My complete and utter scrubbiness, my absolute expendability, was made crystal clear to me toward the end of my second season on the show.

One of the good things that came from my staying out of my dressing closet, er…uhm…I mean my dressing room, was that I got to know several of the production assistants who hung out in the transportation office.  There was Ralph, of course. Kenny, who was in charge of transportation, Brian, Daryl and a few others. These guys were all near my age, all single, all horny for the women that came through the show, all very funny, and all of them genuine and down to earth.  I began wandering into that office, in part out of boredom, but also because there was always so much laughter. These guys had a lot of fun while they worked and laughing with them was much better than sitting in a closet pondering the contradiction between my public life and the reality of my experience.

The guys in the office didn’t seem to care about any of that stuff. They seemed to genuinely like me. I didn’t get the sense that they simply deferred to me, as one of the principal actors. Rather, I wanted to believe that they thought I was a funny, cool, down to earth guy just like them. Or did they feel little need for pretense with me because they recognized that I was just a guy sitting at the end of the bench–a scrub.  I would like to think that they didn’t care.

There was, of course, no missing it–my scrub status–once you knew what to look for. The signs were all around, none more clear than what happened during one of the last shows of my second season. The writers who had created my character had left and were replaced by new writers who brought in a new character in Cousin Pam. The new writing staff didn’t seem to have much interest in Martin as a character and this week they made it clear just how little interest they had in me.

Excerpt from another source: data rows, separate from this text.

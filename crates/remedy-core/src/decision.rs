//! Decision model: what the engine should do with a caught error.
//!
//! A [`Decision`] is created by the engine for every error a handler takes.
//! The handler records its verdict on it, and the engine reads it back.

use std::fmt;

use serde::{Deserialize, Serialize};

use crate::context::Context;

/// The next action to take for a caught error.
#[derive(Debug, Clone, Copy, PartialEq, Eq, Hash, Serialize, Deserialize)]
#[serde(rename_all = "snake_case")]
pub enum Action {
    /// Resume with a substitute value.
    Continue,

    /// Abort with the original error or a substitute.
    Raise,

    /// Run the protected block again from the top.
    Retry,
}

impl Action {
    /// Every action, in declaration order.
    pub const ALL: [Action; 3] = [Action::Continue, Action::Raise, Action::Retry];

    /// Snake-case name, same as the serialized form.
    pub fn as_str(&self) -> &'static str {
        match self {
            Action::Continue => "continue",
            Action::Raise => "raise",
            Action::Retry => "retry",
        }
    }
}

impl fmt::Display for Action {
    fn fmt(&self, f: &mut fmt::Formatter<'_>) -> fmt::Result {
        f.write_str(self.as_str())
    }
}

/// An action together with its payload.
///
/// This is what pure-function handlers return from `(error, context)`.
/// Keeping the payload inside the variant means only the payload of the
/// chosen action can exist.
#[derive(Debug, Clone, PartialEq)]
pub enum Verdict<T, E> {
    Continue(T),

    /// `None` re-raises the original error.
    Raise(Option<E>),

    Retry,
}

impl<T, E> Verdict<T, E> {
    pub fn action(&self) -> Action {
        match self {
            Verdict::Continue(_) => Action::Continue,
            Verdict::Raise(_) => Action::Raise,
            Verdict::Retry => Action::Retry,
        }
    }
}

/// The mutable record a handler uses to communicate its chosen action.
///
/// Setting an action replaces whatever was set before, payload included.
/// Composite handlers stop consulting further handlers once an action is set,
/// so within one handling pass the first decision is the one that counts.
pub struct Decision<T, E> {
    error: E,
    context: Context,
    attempt: u32,
    verdict: Option<Verdict<T, E>>,
    decided_by: Option<String>,
}

impl<T, E> Decision<T, E> {
    /// Create an undecided record for the failure of attempt `attempt` (1-based).
    pub fn new(error: E, context: Context, attempt: u32) -> Self {
        Self {
            error,
            context,
            attempt,
            verdict: None,
            decided_by: None,
        }
    }

    /// The caught error.
    pub fn error(&self) -> &E {
        &self.error
    }

    pub fn context(&self) -> &Context {
        &self.context
    }

    /// Handlers may keep their own bookkeeping (attempt counters etc.) here.
    pub fn context_mut(&mut self) -> &mut Context {
        &mut self.context
    }

    /// Which attempt failed, starting from 1.
    pub fn attempt(&self) -> u32 {
        self.attempt
    }

    pub fn action(&self) -> Option<Action> {
        self.verdict.as_ref().map(Verdict::action)
    }

    pub fn is_decided(&self) -> bool {
        self.verdict.is_some()
    }

    pub fn verdict(&self) -> Option<&Verdict<T, E>> {
        self.verdict.as_ref()
    }

    /// Payload for `Continue`; `None` under any other action.
    pub fn continue_value(&self) -> Option<&T> {
        match &self.verdict {
            Some(Verdict::Continue(value)) => Some(value),
            _ => None,
        }
    }

    /// Error to raise under `Raise`, falling back to the original error.
    pub fn raise_error(&self) -> Option<&E> {
        match &self.verdict {
            Some(Verdict::Raise(substitute)) => Some(substitute.as_ref().unwrap_or(&self.error)),
            _ => None,
        }
    }

    /// Name of the handler that set the action, when it identified itself.
    pub fn decided_by(&self) -> Option<&str> {
        self.decided_by.as_deref()
    }

    pub fn available_actions(&self) -> &'static [Action] {
        &Action::ALL
    }

    pub fn continue_with(&mut self, value: T) {
        self.apply(Verdict::Continue(value));
    }

    /// Re-raise the original error.
    pub fn raise(&mut self) {
        self.apply(Verdict::Raise(None));
    }

    /// Raise `error` in place of the original one.
    pub fn raise_with(&mut self, error: E) {
        self.apply(Verdict::Raise(Some(error)));
    }

    pub fn retry(&mut self) {
        self.apply(Verdict::Retry);
    }

    /// Record a verdict produced by a pure-function handler.
    pub fn apply(&mut self, verdict: Verdict<T, E>) {
        self.verdict = Some(verdict);
        self.decided_by = None;
    }

    pub(crate) fn mark_decided_by(&mut self, name: &str) {
        if self.verdict.is_some() && self.decided_by.is_none() {
            self.decided_by = Some(name.to_string());
        }
    }

    pub(crate) fn error_and_context_mut(&mut self) -> (&E, &mut Context) {
        (&self.error, &mut self.context)
    }

    pub(crate) fn into_context(self) -> Context {
        self.context
    }

    pub(crate) fn into_parts(self) -> (E, Context, Option<Verdict<T, E>>) {
        (self.error, self.context, self.verdict)
    }
}

impl<T: Default, E> Decision<T, E> {
    /// Continue with `T::default()`.
    pub fn continue_default(&mut self) {
        self.continue_with(T::default());
    }
}

impl<T: fmt::Debug, E: fmt::Debug> fmt::Debug for Decision<T, E> {
    fn fmt(&self, f: &mut fmt::Formatter<'_>) -> fmt::Result {
        f.debug_struct("Decision")
            .field("error", &self.error)
            .field("context", &self.context)
            .field("attempt", &self.attempt)
            .field("verdict", &self.verdict)
            .field("decided_by", &self.decided_by)
            .finish()
    }
}

#[cfg(test)]
mod tests {
    use super::*;

    #[derive(Debug, Clone, PartialEq)]
    struct Boom(&'static str);

    fn undecided() -> Decision<i32, Boom> {
        Decision::new(Boom("original"), Context::new(), 1)
    }

    #[test]
    fn new_decision_is_undecided() {
        let d = undecided();
        assert!(!d.is_decided());
        assert_eq!(d.action(), None);
        assert_eq!(d.continue_value(), None);
        assert_eq!(d.raise_error(), None);
        assert_eq!(d.attempt(), 1);
    }

    #[test]
    fn raise_without_payload_defaults_to_original_error() {
        let mut d = undecided();
        d.raise();
        assert_eq!(d.action(), Some(Action::Raise));
        assert_eq!(d.raise_error(), Some(&Boom("original")));
    }

    #[test]
    fn continue_after_raise_clears_raise_payload() {
        let mut d = undecided();
        d.raise_with(Boom("substitute"));
        d.continue_with(7);

        assert_eq!(d.action(), Some(Action::Continue));
        assert_eq!(d.continue_value(), Some(&7));
        assert_eq!(d.raise_error(), None);
    }

    #[test]
    fn raise_after_continue_clears_continue_value() {
        let mut d = undecided();
        d.continue_with(7);
        d.raise_with(Boom("substitute"));

        assert_eq!(d.action(), Some(Action::Raise));
        assert_eq!(d.continue_value(), None);
        assert_eq!(d.raise_error(), Some(&Boom("substitute")));
    }

    #[test]
    fn retry_clears_both_payloads() {
        let mut d = undecided();
        d.continue_with(7);
        d.retry();

        assert_eq!(d.action(), Some(Action::Retry));
        assert_eq!(d.continue_value(), None);
        assert_eq!(d.raise_error(), None);
    }

    #[test]
    fn apply_records_pure_function_verdict() {
        let mut d = undecided();
        d.apply(Verdict::Continue(42));
        assert_eq!(d.verdict(), Some(&Verdict::Continue(42)));
    }

    #[test]
    fn decided_by_is_only_recorded_once_decided() {
        let mut d = undecided();
        d.mark_decided_by("first");
        assert_eq!(d.decided_by(), None);

        d.retry();
        d.mark_decided_by("second");
        d.mark_decided_by("third");
        assert_eq!(d.decided_by(), Some("second"));
    }

    #[test]
    fn continue_default_uses_default_value() {
        let mut d = undecided();
        d.continue_default();
        assert_eq!(d.continue_value(), Some(&0));
    }

    #[test]
    fn action_serializes_as_snake_case() {
        let s = serde_json::to_string(&Action::Retry).unwrap();
        assert_eq!(s, "\"retry\"");
        assert_eq!(Action::Continue.to_string(), "continue");
    }

    #[test]
    fn available_actions_lists_all_three() {
        let d = undecided();
        assert_eq!(
            d.available_actions(),
            &[Action::Continue, Action::Raise, Action::Retry]
        );
    }
}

This particular week, there was a scene involving Bill, Lisa, and myself that just wasn’t working. To put int bluntly, it was lame. In disagreements with the writers, Bill always said that the test of a joke was if it got the laugh. In other words, he (Bill) was not the arbiter of whether a bit was funny, the audience was, and they would let you know by laughing. If the laugh didn’t come, the bit wasn’t funny; it was as simple as that. The scene in question hadn’t gotten a laugh during the read-through, was still unfunny after the first rewrite, and remained unfunny during rehearsal with yet another rewrite. Frustrated, Bill tossed the pages and suggested that we all just improvise the scene. My stomach tightened right away.  I was not generally afraid of improvising, but I was intimidated by trying to improvise with a comic genius. Nevertheless, we all dove into the scene. Lisa hung back; I think she was even more intimidated than I was. The scene we came up with was actually pretty funny. Bill was happy with it and actually complimented me. Talk about a good feeling! I was flying. My boss – the great Bill Cosby – had complimented me on my comic ability.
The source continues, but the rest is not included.